→ **Problem description**: Using the listing that follows, filter out every line lacking the string "role" and return the rest.

→ **Source records**:
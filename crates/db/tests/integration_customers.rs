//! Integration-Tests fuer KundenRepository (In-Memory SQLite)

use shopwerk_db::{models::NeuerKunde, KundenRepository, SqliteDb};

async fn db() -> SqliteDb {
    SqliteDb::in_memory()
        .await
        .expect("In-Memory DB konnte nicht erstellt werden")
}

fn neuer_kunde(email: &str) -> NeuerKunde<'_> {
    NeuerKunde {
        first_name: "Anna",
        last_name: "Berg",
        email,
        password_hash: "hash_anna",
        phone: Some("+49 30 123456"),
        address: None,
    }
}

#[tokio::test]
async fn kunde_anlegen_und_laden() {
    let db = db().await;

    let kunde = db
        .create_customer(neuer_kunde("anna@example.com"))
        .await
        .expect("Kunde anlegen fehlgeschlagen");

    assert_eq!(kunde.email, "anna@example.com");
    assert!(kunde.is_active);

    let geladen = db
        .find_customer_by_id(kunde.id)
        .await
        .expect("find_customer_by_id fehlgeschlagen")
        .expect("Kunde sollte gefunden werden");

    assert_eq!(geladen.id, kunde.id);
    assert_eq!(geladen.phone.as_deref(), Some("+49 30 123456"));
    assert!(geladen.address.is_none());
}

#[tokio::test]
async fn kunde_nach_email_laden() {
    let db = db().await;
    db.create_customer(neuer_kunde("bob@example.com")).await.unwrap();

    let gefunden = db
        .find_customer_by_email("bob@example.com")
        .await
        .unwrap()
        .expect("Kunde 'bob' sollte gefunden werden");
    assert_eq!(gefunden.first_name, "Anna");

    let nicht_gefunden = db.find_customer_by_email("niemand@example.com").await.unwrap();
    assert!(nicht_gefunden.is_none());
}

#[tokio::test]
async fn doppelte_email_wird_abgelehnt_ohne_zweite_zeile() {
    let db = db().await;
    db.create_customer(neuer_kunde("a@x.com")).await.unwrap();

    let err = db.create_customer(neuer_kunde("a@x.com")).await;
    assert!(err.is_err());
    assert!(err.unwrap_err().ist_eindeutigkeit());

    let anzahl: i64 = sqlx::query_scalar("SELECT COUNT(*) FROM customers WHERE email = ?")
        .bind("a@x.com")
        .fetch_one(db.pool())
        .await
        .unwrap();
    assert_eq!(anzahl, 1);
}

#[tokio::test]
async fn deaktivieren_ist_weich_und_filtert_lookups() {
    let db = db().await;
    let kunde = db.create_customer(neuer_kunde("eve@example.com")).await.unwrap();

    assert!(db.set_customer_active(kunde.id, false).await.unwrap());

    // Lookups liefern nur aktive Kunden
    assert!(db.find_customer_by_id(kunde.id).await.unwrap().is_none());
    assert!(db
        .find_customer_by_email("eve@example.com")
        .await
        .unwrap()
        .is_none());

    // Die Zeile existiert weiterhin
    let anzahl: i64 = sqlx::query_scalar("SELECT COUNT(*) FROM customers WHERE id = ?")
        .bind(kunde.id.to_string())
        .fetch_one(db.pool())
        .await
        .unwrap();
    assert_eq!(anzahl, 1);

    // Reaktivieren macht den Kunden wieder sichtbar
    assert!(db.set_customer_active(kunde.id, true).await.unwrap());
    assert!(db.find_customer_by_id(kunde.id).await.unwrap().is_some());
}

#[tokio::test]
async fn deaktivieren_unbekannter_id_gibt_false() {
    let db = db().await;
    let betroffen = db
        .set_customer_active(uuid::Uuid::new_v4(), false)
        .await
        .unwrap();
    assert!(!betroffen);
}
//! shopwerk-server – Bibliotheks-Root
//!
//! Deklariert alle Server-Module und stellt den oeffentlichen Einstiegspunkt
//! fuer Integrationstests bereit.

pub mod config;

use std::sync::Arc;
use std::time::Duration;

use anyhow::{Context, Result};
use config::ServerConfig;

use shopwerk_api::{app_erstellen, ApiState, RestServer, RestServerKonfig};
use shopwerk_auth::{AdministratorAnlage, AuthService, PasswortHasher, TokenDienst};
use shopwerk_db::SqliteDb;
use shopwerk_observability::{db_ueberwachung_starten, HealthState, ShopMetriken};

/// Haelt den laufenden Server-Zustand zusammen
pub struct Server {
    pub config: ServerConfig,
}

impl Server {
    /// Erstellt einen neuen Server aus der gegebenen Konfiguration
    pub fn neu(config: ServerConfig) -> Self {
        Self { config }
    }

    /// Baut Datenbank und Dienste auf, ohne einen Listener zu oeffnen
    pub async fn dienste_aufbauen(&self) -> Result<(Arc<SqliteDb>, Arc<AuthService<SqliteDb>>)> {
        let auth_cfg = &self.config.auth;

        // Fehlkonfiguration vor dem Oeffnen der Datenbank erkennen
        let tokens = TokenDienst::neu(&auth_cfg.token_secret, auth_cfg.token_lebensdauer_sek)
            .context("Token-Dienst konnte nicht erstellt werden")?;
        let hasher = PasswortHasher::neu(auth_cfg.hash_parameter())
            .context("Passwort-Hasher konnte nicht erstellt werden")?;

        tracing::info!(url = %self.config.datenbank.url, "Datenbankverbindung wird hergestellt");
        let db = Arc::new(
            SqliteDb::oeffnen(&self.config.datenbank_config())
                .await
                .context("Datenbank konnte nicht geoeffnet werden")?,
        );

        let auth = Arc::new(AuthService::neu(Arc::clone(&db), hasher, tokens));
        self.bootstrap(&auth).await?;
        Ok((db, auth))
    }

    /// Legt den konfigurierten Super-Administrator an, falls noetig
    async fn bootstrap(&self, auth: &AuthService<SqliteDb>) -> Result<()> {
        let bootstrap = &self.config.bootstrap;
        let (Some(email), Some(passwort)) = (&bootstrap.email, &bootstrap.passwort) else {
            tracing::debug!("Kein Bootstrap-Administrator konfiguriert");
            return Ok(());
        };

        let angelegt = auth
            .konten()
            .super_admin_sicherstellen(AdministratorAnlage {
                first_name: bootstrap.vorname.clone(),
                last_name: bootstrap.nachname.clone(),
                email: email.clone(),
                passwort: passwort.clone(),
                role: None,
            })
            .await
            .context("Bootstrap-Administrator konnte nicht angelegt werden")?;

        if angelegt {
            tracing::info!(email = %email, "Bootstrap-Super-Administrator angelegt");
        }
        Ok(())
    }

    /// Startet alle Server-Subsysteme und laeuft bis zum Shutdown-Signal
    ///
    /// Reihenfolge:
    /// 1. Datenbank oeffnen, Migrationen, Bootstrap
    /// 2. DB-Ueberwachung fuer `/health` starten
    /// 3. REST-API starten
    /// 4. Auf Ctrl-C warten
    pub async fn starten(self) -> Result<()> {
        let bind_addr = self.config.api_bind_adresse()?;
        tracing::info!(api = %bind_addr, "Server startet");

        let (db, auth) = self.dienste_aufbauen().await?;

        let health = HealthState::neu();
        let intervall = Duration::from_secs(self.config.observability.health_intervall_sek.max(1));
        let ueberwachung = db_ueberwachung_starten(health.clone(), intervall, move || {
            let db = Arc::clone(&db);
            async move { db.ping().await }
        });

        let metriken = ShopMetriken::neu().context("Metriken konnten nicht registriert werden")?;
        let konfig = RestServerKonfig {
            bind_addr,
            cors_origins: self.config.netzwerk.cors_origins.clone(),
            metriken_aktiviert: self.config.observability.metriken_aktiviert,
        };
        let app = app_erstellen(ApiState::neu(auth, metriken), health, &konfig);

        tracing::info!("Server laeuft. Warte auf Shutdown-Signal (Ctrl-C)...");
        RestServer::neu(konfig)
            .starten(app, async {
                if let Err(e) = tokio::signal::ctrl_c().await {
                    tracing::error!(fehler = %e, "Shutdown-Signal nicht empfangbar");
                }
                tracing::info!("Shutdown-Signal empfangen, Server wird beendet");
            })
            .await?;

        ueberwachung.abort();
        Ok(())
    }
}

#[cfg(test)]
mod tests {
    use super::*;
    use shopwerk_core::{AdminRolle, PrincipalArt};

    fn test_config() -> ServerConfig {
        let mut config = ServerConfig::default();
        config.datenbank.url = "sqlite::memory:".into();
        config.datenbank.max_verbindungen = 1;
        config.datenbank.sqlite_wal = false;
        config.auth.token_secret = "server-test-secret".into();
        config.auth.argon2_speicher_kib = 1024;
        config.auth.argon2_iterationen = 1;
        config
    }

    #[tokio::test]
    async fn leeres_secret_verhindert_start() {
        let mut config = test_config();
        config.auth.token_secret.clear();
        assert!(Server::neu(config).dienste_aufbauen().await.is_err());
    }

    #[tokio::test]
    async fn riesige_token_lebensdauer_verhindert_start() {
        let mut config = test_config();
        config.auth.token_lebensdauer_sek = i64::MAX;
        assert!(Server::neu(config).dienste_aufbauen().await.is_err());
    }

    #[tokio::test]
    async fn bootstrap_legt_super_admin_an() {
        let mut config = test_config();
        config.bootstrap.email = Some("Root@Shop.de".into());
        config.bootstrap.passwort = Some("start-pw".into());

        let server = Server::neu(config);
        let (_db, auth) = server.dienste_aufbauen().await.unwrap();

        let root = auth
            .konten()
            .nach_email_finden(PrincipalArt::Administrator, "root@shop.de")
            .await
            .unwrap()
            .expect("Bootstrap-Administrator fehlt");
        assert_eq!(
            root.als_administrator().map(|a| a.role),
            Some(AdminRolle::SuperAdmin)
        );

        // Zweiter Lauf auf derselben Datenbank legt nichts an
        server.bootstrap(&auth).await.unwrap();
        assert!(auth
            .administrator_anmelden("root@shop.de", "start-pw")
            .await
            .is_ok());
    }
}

→ **Task response**:
                role: None,
            root.als_administrator().map(|a| a.role),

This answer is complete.